DIRECTIONS >>
Extract, unchanged, every line from the top of the material below through the line with "pub const MIN_TEMPLATE_TIMEOUT: f64 = 5.0;", and no more.

SUPPLIED ENTRIES >>
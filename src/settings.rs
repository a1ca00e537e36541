// Import necessary libraries and modules for file I/O, and serialization.
use log::warn;
use serde::{Deserialize, Serialize};
use std::fs;
use std::io::{self, Write};
use std::time::Duration;

use crate::engine::GenerationConfig;

pub const SETTINGS_PATH: &str = "./data/settings.json";

// Lower bounds for the lifecycle timings, in seconds.
pub const MIN_CHARACTER_INIT_DELAY: f64 = 2.0;
pub const MIN_TEMPLATE_TIMEOUT: f64 = 5.0;
pub const MIN_WARMUP_TIMEOUT: f64 = 10.0;
pub const MIN_BASE_BACKOFF_DELAY: f64 = 1.0;
pub const MIN_WARMUP_ATTEMPTS: u32 = 1;
// Upper bound for every lifecycle timing, in seconds.
pub const MAX_LIFECYCLE_SECS: f64 = 3600.0;

// Define a structure to hold application settings with serialization support.
#[derive(Debug, Serialize, Deserialize, Clone, Default, PartialEq)]
#[serde(default)]
pub struct Settings {
    pub engine: EngineSettings,
    pub lifecycle: LifecycleSettings,
    pub generation: GenerationConfig,
    pub debug_mode: bool, // Flag to enable or disable debug logging.
}

// Where the OpenAI-compatible server lives and how to talk to it.
#[derive(Debug, Serialize, Deserialize, Clone, PartialEq)]
#[serde(default)]
pub struct EngineSettings {
    pub api_base: String,
    pub api_key: Option<String>, // Local servers usually need none.
    pub model: String,
    pub context_size: usize, // Tokens shared by every character on the roster.
    pub save_dir: String,
}

impl Default for EngineSettings {
    fn default() -> Self {
        EngineSettings {
            api_base: "http://localhost:8080/v1".to_string(),
            api_key: None,
            model: "gpt-4o-mini".to_string(),
            context_size: 8192,
            save_dir: "./data/save".to_string(),
        }
    }
}

// Timings and policies for bringing the roster up. Durations are in seconds.
#[derive(Debug, Serialize, Deserialize, Clone, PartialEq)]
#[serde(default)]
pub struct LifecycleSettings {
    pub character_init_delay: f64,
    pub template_timeout: f64,
    pub warmup_timeout: f64,
    pub max_warmup_attempts: u32,
    pub base_backoff_delay: f64,
    pub skip_roles: Vec<String>, // Roles that never get a session, compared case-insensitively.
    pub enable_cache: bool,      // Keep saved conversations around after teardown.
}

impl Default for LifecycleSettings {
    fn default() -> Self {
        LifecycleSettings {
            character_init_delay: MIN_CHARACTER_INIT_DELAY,
            template_timeout: 30.0,
            warmup_timeout: 60.0,
            max_warmup_attempts: 3,
            base_backoff_delay: MIN_BASE_BACKOFF_DELAY,
            skip_roles: vec!["victim".to_string()],
            enable_cache: true,
        }
    }
}

impl LifecycleSettings {
    // Returns a copy with every value brought within its bounds. Each adjustment is logged.
    pub fn validated(&self) -> Self {
        let mut settings = self.clone();
        settings.character_init_delay = clamp_secs(
            "character_init_delay",
            settings.character_init_delay,
            MIN_CHARACTER_INIT_DELAY,
        );
        settings.template_timeout = clamp_secs(
            "template_timeout",
            settings.template_timeout,
            MIN_TEMPLATE_TIMEOUT,
        );
        settings.warmup_timeout =
            clamp_secs("warmup_timeout", settings.warmup_timeout, MIN_WARMUP_TIMEOUT);
        settings.base_backoff_delay = clamp_secs(
            "base_backoff_delay",
            settings.base_backoff_delay,
            MIN_BASE_BACKOFF_DELAY,
        );
        if settings.max_warmup_attempts < MIN_WARMUP_ATTEMPTS {
            warn!(
                "max_warmup_attempts {} is below the minimum, using {}",
                settings.max_warmup_attempts, MIN_WARMUP_ATTEMPTS
            );
            settings.max_warmup_attempts = MIN_WARMUP_ATTEMPTS;
        }
        settings
    }

    pub fn character_init_delay(&self) -> Duration {
        seconds(self.character_init_delay)
    }

    pub fn template_timeout(&self) -> Duration {
        seconds(self.template_timeout)
    }

    pub fn warmup_timeout(&self) -> Duration {
        seconds(self.warmup_timeout)
    }

    // Delay before warm-up attempt `attempt` (1-based). The first attempt never waits.
    pub fn backoff_before(&self, attempt: u32) -> Duration {
        if attempt <= 1 {
            return Duration::ZERO;
        }
        let factor = 2u32.saturating_pow(attempt - 1);
        seconds(self.base_backoff_delay).saturating_mul(factor)
    }

    pub fn skips_role(&self, role: Option<&str>) -> bool {
        role.is_some_and(|role| {
            self.skip_roles
                .iter()
                .any(|skip| skip.eq_ignore_ascii_case(role))
        })
    }
}

fn clamp_secs(name: &str, value: f64, minimum: f64) -> f64 {
    if value.is_nan() || value < minimum {
        warn!("{} {} is below the minimum, using {}", name, value, minimum);
        minimum
    } else if value > MAX_LIFECYCLE_SECS {
        warn!(
            "{} {} is above the maximum, using {}",
            name, value, MAX_LIFECYCLE_SECS
        );
        MAX_LIFECYCLE_SECS
    } else {
        value
    }
}

// Unvalidated values never panic: NaN reads as zero, anything else is kept within bounds.
fn seconds(value: f64) -> Duration {
    Duration::try_from_secs_f64(value.clamp(0.0, MAX_LIFECYCLE_SECS)).unwrap_or(Duration::ZERO)
}

// Additional implementation block for Settings.
impl Settings {
    // Constructor function to create new settings with default values.
    pub fn new() -> Self {
        Self::default()
    }

    // Load settings from a default file path.
    pub fn load() -> io::Result<Self> {
        Self::load_settings_from_file(SETTINGS_PATH)
    }

    // Save current settings to a default file path.
    pub fn save(&self) -> io::Result<()> {
        self.save_to_file(SETTINGS_PATH)
    }

    // Load settings from a specified file path.
    pub fn load_settings_from_file(path: &str) -> io::Result<Self> {
        let data = fs::read_to_string(path)?; // Read settings from file.
        let settings = serde_json::from_str(&data)?; // Deserialize JSON data into settings.
        Ok(settings)
    }

    // Save current settings to a specified file path.
    pub fn save_to_file(&self, path: &str) -> io::Result<()> {
        let data = serde_json::to_string_pretty(self)?; // Serialize settings as pretty JSON.
        if let Some(parent) = std::path::Path::new(path).parent() {
            fs::create_dir_all(parent)?; // Create the directory if it doesn't exist.
        }
        let mut file = fs::File::create(path)?; // Create or overwrite the file.
        file.write_all(data.as_bytes())?; // Write the serialized data to the file.
        Ok(())
    }
}

#[cfg(test)]
mod tests {
    use super::*;
    use tempfile::tempdir;

    #[test]
    fn validated_raises_values_to_minimums() {
        let settings = LifecycleSettings {
            character_init_delay: 0.5,
            template_timeout: 1.0,
            warmup_timeout: f64::NAN,
            max_warmup_attempts: 0,
            base_backoff_delay: 0.0,
            ..Default::default()
        }
        .validated();
        assert_eq!(settings.character_init_delay, MIN_CHARACTER_INIT_DELAY);
        assert_eq!(settings.template_timeout, MIN_TEMPLATE_TIMEOUT);
        assert_eq!(settings.warmup_timeout, MIN_WARMUP_TIMEOUT);
        assert_eq!(settings.max_warmup_attempts, MIN_WARMUP_ATTEMPTS);
        assert_eq!(settings.base_backoff_delay, MIN_BASE_BACKOFF_DELAY);
    }

    #[test]
    fn validated_caps_huge_and_infinite_values() {
        let settings = LifecycleSettings {
            character_init_delay: f64::INFINITY,
            template_timeout: 1e30,
            warmup_timeout: 120.0,
            base_backoff_delay: f64::MAX,
            ..Default::default()
        }
        .validated();
        assert_eq!(settings.character_init_delay, MAX_LIFECYCLE_SECS);
        assert_eq!(settings.template_timeout, MAX_LIFECYCLE_SECS);
        assert_eq!(settings.warmup_timeout, 120.0);
        assert_eq!(settings.base_backoff_delay, MAX_LIFECYCLE_SECS);
        assert_eq!(settings.template_timeout(), Duration::from_secs(3600));
    }

    #[test]
    fn durations_of_unvalidated_values_do_not_panic() {
        let settings = LifecycleSettings {
            character_init_delay: f64::NAN,
            template_timeout: 1e30,
            warmup_timeout: -4.0,
            base_backoff_delay: f64::INFINITY,
            ..Default::default()
        };
        assert_eq!(settings.character_init_delay(), Duration::ZERO);
        assert_eq!(settings.template_timeout(), Duration::from_secs(3600));
        assert_eq!(settings.warmup_timeout(), Duration::ZERO);
        assert_eq!(settings.backoff_before(2), Duration::from_secs(7200));
    }

    #[test]
    fn backoff_doubles_from_the_second_attempt() {
        let settings = LifecycleSettings {
            base_backoff_delay: 1.5,
            ..Default::default()
        };
        assert_eq!(settings.backoff_before(1), Duration::ZERO);
        assert_eq!(settings.backoff_before(2), Duration::from_secs(3));
        assert_eq!(settings.backoff_before(3), Duration::from_secs(6));
    }

    #[test]
    fn skip_roles_ignore_case() {
        let settings = LifecycleSettings::default();
        assert!(settings.skips_role(Some("Victim")));
        assert!(!settings.skips_role(Some("Suspect")));
        assert!(!settings.skips_role(None));
    }

    #[test]
    fn settings_round_trip_through_file() {
        let dir = tempdir().unwrap();
        let path = dir.path().join("nested").join("settings.json");
        let path = path.to_str().unwrap();

        let mut settings = Settings::new();
        settings.debug_mode = true;
        settings.lifecycle.skip_roles = vec!["victim".into(), "narrator".into()];
        settings.save_to_file(path).unwrap();

        let loaded = Settings::load_settings_from_file(path).unwrap();
        assert_eq!(loaded, settings);
    }

    #[test]
    fn partial_file_falls_back_to_defaults() {
        let dir = tempdir().unwrap();
        let path = dir.path().join("settings.json");
        fs::write(&path, r#"{"lifecycle": {"max_warmup_attempts": 5}}"#).unwrap();

        let loaded = Settings::load_settings_from_file(path.to_str().unwrap()).unwrap();
        assert_eq!(loaded.lifecycle.max_warmup_attempts, 5);
        assert_eq!(loaded.lifecycle.skip_roles, ["victim"]);
        assert_eq!(loaded.engine, EngineSettings::default());
    }
}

EXERCISE ANSWER >>
filename src/settings.rs
repository a1ca00e537e36541
// Import necessary libraries and modules for file I/O, and serialization.
use log::warn;
use serde::{Deserialize, Serialize};
use std::fs;
use std::io::{self, Write};
use std::time::Duration;

use crate::engine::GenerationConfig;

pub const SETTINGS_PATH: &str = "./data/settings.json";

// Lower bounds for the lifecycle timings, in seconds.
pub const MIN_CHARACTER_INIT_DELAY: f64 = 2.0;
pub const MIN_TEMPLATE_TIMEOUT: f64 = 5.0;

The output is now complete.